Four years of life at sea helped Norvis become sure of himself. He started out cleaning ship and waiting on the crew. The sailors, all guild members, did nothing but sail the vessel; none of the dirty, grimy jobs for them. That was for the swabhands, not for skilled labor.
It wasn't an easy life, not for a man used to the comparative luxury of the School. He took orders, but he didn't take them happily at first. But he was careful always to carry them out to the best of his ability; it wouldn't be wise to get jugged out of his sole remaining source of income.
After the first two trips, he found himself starting to rise aboard ship. He grew in responsibility, and the sailors began to accord him the privilege of a greeting. It was obvious to all, particularly to Captain Del peFenn Vyless, that this was an unusual swabhand; he quickly rose to first rank among the swabbers—a small victory, true enough, but a victory, nonetheless.
At the end of his first year aboard the Balthar, Norvis was eligible for membership in the guild, and he was voted in by overwhelming acclaim of the full-fledged sailors on board, with Captain Del's hearty approval. They gave him his certificate on the first really long journey they undertook, out around the coast to the distant seaport of Sundacor. Someone had painstakingly inscribed "Norvis peKrin Dmorno" on it, and he smiled over it; for all intents and purposes, Norvis peRahn Brajjyd was now dead and forgotten. It was just as well.
He rose rapidly in the guild; at the end of his second year, he was elected Spokesman by his fellow crew members, in deference to his eloquence and superior intelligence. By now, there was more than a little speculation aboard ship on the topic of Norvis peKrin's doings before joining the Mercantile, but he said nothing, and no one asked.
From there, the step up to the hierarchy was rapid and inevitable. He was made second mate by Captain Del peFenn—a powerful, dynamic man with an overbearing bass voice and a vivid contempt for some of the most deeply-rooted Nidorian mores. Captain Del came from a long line of ship-owners, and the seamen of Vashcor had always been fairly detached from the theocratic mainland life.

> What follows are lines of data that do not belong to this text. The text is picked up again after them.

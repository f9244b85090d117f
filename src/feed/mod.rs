//! Market data feed module
//!
//! Per-symbol price/indicator snapshots consumed by the decision engine

mod replay;
mod types;

pub use replay::{Candle, ReplayFeed};
pub use types::{FeedError, Indicators, MarketSnapshot};

use async_trait::async_trait;

/// Trait for market data feed implementations
#[async_trait]
pub trait MarketDataFeed: Send + Sync {
    /// Latest snapshot for a symbol
    async fn get_snapshot(&self, symbol: &str) -> Result<MarketSnapshot, FeedError>;
    /// Symbols whose traded volume is at least `min_volume`, most liquid first
    async fn select_tradable_symbols(&self, min_volume: rust_decimal::Decimal)
        -> Result<Vec<String>, FeedError>;
}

For long hours, as the Balthar, wind in its billowing sails, moved in dignified fashion over the sea, Norvis would sit, watching, quietly nodding, while the Captain would express opinions which would undoubtedly have resulted in his stoning, were he a landsman. Gradually, the Captain unburdened himself more and more bluntly. He feared the power of the Council of Elders, who had immediate control over his cargoes and were always happy to tithe him at both ends. He bitterly resented this, as had his father before him and his father, no doubt, but it was the first time Del had had a chance to unload this resentment to another.
Norvis, without committing himself, managed to let the Captain see that he was at least in partial agreement. It took an effort occasionally, for Norvis did not actually hold the same animosity toward the Council that the Captain did, and when Del peFenn spent the better part of one evening attacking the Elder Grandfather Kiv peGanz Brajjyd, it was all Norvis could do to restrain himself. After all, honor and love for one's ancestors was set forth on the very first page of the Scriptures, and, as little as Norvis cared for old Kiv, he still respected him, both as an Elder, and as his mother's father.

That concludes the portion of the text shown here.